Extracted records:

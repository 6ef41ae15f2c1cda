use axum::response::Html;

/// Bar-chart page that polls `/api/scores`.
const LEADERBOARD_PAGE: &str = include_str!("../../../static/leaderboard.html");

pub async fn index() -> Html<&'static str> {
    Html(LEADERBOARD_PAGE)
}
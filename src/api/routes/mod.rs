pub mod page;
pub mod scores;
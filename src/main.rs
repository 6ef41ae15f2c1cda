use std::io::{self, Write};
use std::path::PathBuf;
use std::sync::Arc;
use std::time::Duration;

use anyhow::{bail, Context, Result};
use clap::{Parser, Subcommand};
use tracing_subscriber::{layer::SubscriberExt, util::SubscriberInitExt};

use multi_leaderboard::api::{build_router, state::AppState};
use multi_leaderboard::config::{AppConfig, Credentials};
use multi_leaderboard::fetch::{FetcherConfig, MatchProvider, OsuClient, SnapshotFetcher};
use multi_leaderboard::models::{MatchId, Policy};
use multi_leaderboard::parse_duration;
use multi_leaderboard::storage::{RankingStore, Standings};
use multi_leaderboard::sync::{RefreshScheduler, RefreshSettings};

#[derive(Parser)]
#[command(name = "multi-leaderboard")]
#[command(about = "Live leaderboard for osu! multiplayer matches")]
#[command(version)]
struct Cli {
    /// Path to configuration file
    #[arg(long, default_value = "./config.toml")]
    config: PathBuf,

    /// Log level (trace, debug, info, warn, error)
    #[arg(long)]
    log_level: Option<String>,

    /// Output logs as JSON
    #[arg(long)]
    json_logs: bool,

    #[command(subcommand)]
    command: Commands,
}

#[derive(Subcommand)]
enum Commands {
    /// Track a match and serve the leaderboard
    Serve {
        /// Match id or match URL (prompted for when omitted)
        #[arg(long = "match")]
        match_id: Option<MatchId>,

        /// Scoring policy: "position" or "total-score"
        #[arg(long)]
        policy: Option<Policy>,

        /// Bind address
        #[arg(long)]
        host: Option<String>,

        /// Port number
        #[arg(long)]
        port: Option<u16>,

        /// Refresh interval (e.g., "10s", "1m")
        #[arg(long)]
        interval: Option<String>,
    },

    /// Fetch the match once and print the ranking
    Once {
        /// Match id or match URL (prompted for when omitted)
        #[arg(long = "match")]
        match_id: Option<MatchId>,

        /// Scoring policy: "position" or "total-score"
        #[arg(long)]
        policy: Option<Policy>,
    },
}

#[tokio::main]
async fn main() -> Result<()> {
    let cli = Cli::parse();

    dotenv::dotenv().ok();
    let config = AppConfig::load_or_default(&cli.config);

    // Initialize tracing
    let level = cli
        .log_level
        .clone()
        .or_else(|| config.as_ref().ok().map(|c| c.log_level.clone()))
        .unwrap_or_else(|| "info".to_string());
    let filter = tracing_subscriber::EnvFilter::try_from_default_env()
        .unwrap_or_else(|_| tracing_subscriber::EnvFilter::new(&level));

    let registry = tracing_subscriber::registry().with(filter);
    if cli.json_logs {
        registry
            .with(tracing_subscriber::fmt::layer().json())
            .init();
    } else {
        registry.with(tracing_subscriber::fmt::layer()).init();
    }

    tracing::info!("Starting multi-leaderboard v{}", env!("CARGO_PKG_VERSION"));

    let mut config =
        config.with_context(|| format!("Failed to load {}", cli.config.display()))?;

    match cli.command {
        Commands::Serve {
            match_id,
            policy,
            host,
            port,
            interval,
        } => {
            if let Some(policy) = policy {
                config.refresh.policy = policy;
            }
            if let Some(host) = host {
                config.server.host = host;
            }
            if let Some(port) = port {
                config.server.port = port;
            }
            if let Some(raw) = interval {
                let parsed = parse_duration(&raw)
                    .filter(|d| !d.is_zero())
                    .with_context(|| format!("Invalid --interval: {}", raw))?;
                config.refresh.interval_seconds = parsed.as_secs();
            }
            config.validate()?;

            let match_id = match match_id {
                Some(id) => id,
                None => prompt_match_id().await?,
            };
            let policy = config.refresh.policy;

            let store = Arc::new(RankingStore::new(policy));
            let settings = RefreshSettings {
                match_id,
                policy,
                interval: config.refresh.interval(),
            };
            let scheduler = Arc::new(RefreshScheduler::new(
                settings,
                snapshot_fetcher(&config)?,
                Arc::clone(&store),
            ));
            tokio::spawn(Arc::clone(&scheduler).run_periodic());

            let app = build_router(AppState::new(store), &config.server);
            let addr = format!("{}:{}", config.server.host, config.server.port);
            let listener = tokio::net::TcpListener::bind(&addr)
                .await
                .with_context(|| format!("Failed to bind {}", addr))?;

            println!("\n=== osu! Multi Leaderboard ===");
            println!("Match:   {}", match_id);
            match policy {
                Policy::Position => println!("Scoring: position-based (lower points = better)"),
                Policy::TotalScore => println!("Scoring: total score (higher = better)"),
            }
            println!("\nOpen http://{} in your browser or add it as an OBS browser source", addr);
            println!("Press Ctrl+C to exit");

            axum::serve(listener, app)
                .with_graceful_shutdown(shutdown_signal())
                .await?;
        }
        Commands::Once { match_id, policy } => {
            if let Some(policy) = policy {
                config.refresh.policy = policy;
            }
            let match_id = match match_id {
                Some(id) => id,
                None => prompt_match_id().await?,
            };
            let policy = config.refresh.policy;

            let store = Arc::new(RankingStore::new(policy));
            let scheduler = RefreshScheduler::new(
                RefreshSettings::new(match_id, policy),
                snapshot_fetcher(&config)?,
                Arc::clone(&store),
            );

            scheduler
                .tick()
                .await
                .with_context(|| format!("Failed to refresh match {}", match_id))?;
            let standings = store.read().await;
            print_standings(standings.as_ref());
        }
    }

    Ok(())
}

fn snapshot_fetcher(config: &AppConfig) -> Result<SnapshotFetcher> {
    let credentials = Credentials::from_env()
        .context("Set OSU_CLIENT_ID and OSU_CLIENT_SECRET (a .env file works too)")?;
    let provider: Arc<dyn MatchProvider> =
        Arc::new(OsuClient::new(&config.provider, credentials)?);

    Ok(SnapshotFetcher::new(
        provider,
        FetcherConfig {
            enrichment_ttl: Duration::from_secs(config.provider.enrichment_ttl_seconds),
        },
    ))
}

async fn prompt_match_id() -> Result<MatchId> {
    tokio::task::spawn_blocking(|| -> Result<MatchId> {
        println!(
            "You can find the match id in the match link, or by inviting yourself with \
             '/invite YOUR_USERNAME' in the multiplayer channel"
        );
        loop {
            print!("Please enter match id: ");
            io::stdout().flush()?;

            let mut line = String::new();
            if io::stdin().read_line(&mut line)? == 0 {
                bail!("No match id given");
            }
            match line.parse::<MatchId>() {
                Ok(id) => return Ok(id),
                Err(e) => eprintln!("{}", e),
            }
        }
    })
    .await?
}

fn print_standings(standings: &Standings) {
    println!("\n=== {} ===", standings.match_name);
    let unit = if standings.table.policy.lower_is_better() {
        "pts"
    } else {
        ""
    };
    for (i, entry) in standings.table.iter().enumerate() {
        let rank = entry
            .global_rank
            .map(|r| format!(" (#{})", r))
            .unwrap_or_default();
        println!(
            "{:>3}. {:<20} {:>12} {}  [{} maps]{}",
            i + 1,
            entry.player_name,
            entry.score,
            unit,
            entry.maps_played,
            rank
        );
    }
    if standings.table.is_empty() {
        println!("(no completed maps yet)");
    }
}

async fn shutdown_signal() {
    if let Err(e) = tokio::signal::ctrl_c().await {
        tracing::error!("Failed to listen for shutdown signal: {}", e);
        std::future::pending::<()>().await;
    }
    tracing::info!("Shutting down");
}
//! Ranking calculation engine.
//!
//! Folds every completed game of a [`Snapshot`] into per-player totals and
//! orders the result under a [`Policy`]:
//! - Position: sum of 1-based finishing positions per map, lower is better
//! - TotalScore: sum of raw scores, higher is better
//!
//! Pure functions only; the same snapshot always yields the same table.

use std::collections::{HashMap, HashSet};

use crate::models::{GameEvent, Player, PlayerId, Policy, RankingEntry, RankingTable, Snapshot};

/// Running totals for one player, kept in encounter order.
#[derive(Debug)]
struct Tally<'a> {
    player_id: PlayerId,
    player: Option<&'a Player>,
    total: u64,
    maps_played: u32,
}

/// Finishing positions for a single map, best first.
///
/// Scores are ordered descending; equal scores keep the provider's order.
pub fn positions_for_game(game: &GameEvent) -> Vec<(PlayerId, u32)> {
    let mut order: Vec<_> = game.scores.iter().collect();
    order.sort_by(|a, b| b.score.cmp(&a.score));

    order
        .into_iter()
        .enumerate()
        .map(|(i, entry)| (entry.player_id, i as u32 + 1))
        .collect()
}

/// Compute the full ranking for a snapshot.
///
/// Participants with no scored map are left out under [`Policy::Position`]
/// (zero points would otherwise rank them first) and placed last with a
/// score of zero under [`Policy::TotalScore`].
pub fn aggregate(snapshot: &Snapshot, policy: Policy) -> RankingTable {
    let mut tallies: Vec<Tally> = Vec::with_capacity(snapshot.players.len());
    let mut index: HashMap<PlayerId, usize> = HashMap::new();

    for player in &snapshot.players {
        if index.contains_key(&player.id) {
            continue;
        }
        index.insert(player.id, tallies.len());
        tallies.push(Tally {
            player_id: player.id,
            player: Some(player),
            total: 0,
            maps_played: 0,
        });
    }

    for game in &snapshot.games {
        let contributions: Vec<(PlayerId, u64)> = match policy {
            Policy::Position => positions_for_game(game)
                .into_iter()
                .map(|(id, pos)| (id, pos as u64))
                .collect(),
            Policy::TotalScore => game.scores.iter().map(|s| (s.player_id, s.score)).collect(),
        };

        for (player_id, points) in contributions {
            let slot = *index.entry(player_id).or_insert_with(|| {
                tallies.push(Tally {
                    player_id,
                    player: None,
                    total: 0,
                    maps_played: 0,
                });
                tallies.len() - 1
            });
            let tally = &mut tallies[slot];
            tally.total += points;
            tally.maps_played += 1;
        }
    }

    // Names key the feed's JSON maps, so each one must be unique.
    let mut taken: HashSet<String> = HashSet::new();
    let mut entries: Vec<RankingEntry> = tallies
        .into_iter()
        .filter(|t| policy == Policy::TotalScore || t.maps_played > 0)
        .map(|t| {
            let base = t
                .player
                .map(|p| p.username.clone())
                .unwrap_or_else(|| t.player_id.to_string());
            let player_name = unique_name(&mut taken, base, t.player_id);
            RankingEntry {
                player_id: t.player_id,
                player_name,
                score: t.total,
                avatar_url: t.player.and_then(|p| p.avatar_url.clone()),
                global_rank: t.player.and_then(|p| p.global_rank),
                maps_played: t.maps_played,
            }
        })
        .collect();

    // Stable sorts: ties keep encounter order.
    match policy {
        Policy::Position => entries.sort_by(|a, b| a.score.cmp(&b.score)),
        Policy::TotalScore => entries.sort_by(|a, b| {
            (a.maps_played == 0)
                .cmp(&(b.maps_played == 0))
                .then(b.score.cmp(&a.score))
        }),
    }

    RankingTable { policy, entries }
}

/// Claim `name`, or `name [id]` when an earlier entry already holds it.
fn unique_name(taken: &mut HashSet<String>, name: String, id: PlayerId) -> String {
    if taken.insert(name.clone()) {
        return name;
    }
    let mut candidate = format!("{} [{}]", name, id);
    let mut n = 2;
    while !taken.insert(candidate.clone()) {
        candidate = format!("{} [{}] ({})", name, id, n);
        n += 1;
    }
    candidate
}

**WORK TASK:** Using the data above, transcribe the lines that run from the line with "Policy::Position => entries.sort_by(|a, b|" to the line with "already holds it.", both ends kept, and output nothing else.

**ANSWER FOR THE TASK:**
        Policy::Position => entries.sort_by(|a, b| a.score.cmp(&b.score)),
        Policy::TotalScore => entries.sort_by(|a, b| {
            (a.maps_played == 0)
                .cmp(&(b.maps_played == 0))
                .then(b.score.cmp(&a.score))
        }),
    }

    RankingTable { policy, entries }
}

/// Claim `name`, or `name [id]` when an earlier entry already holds it.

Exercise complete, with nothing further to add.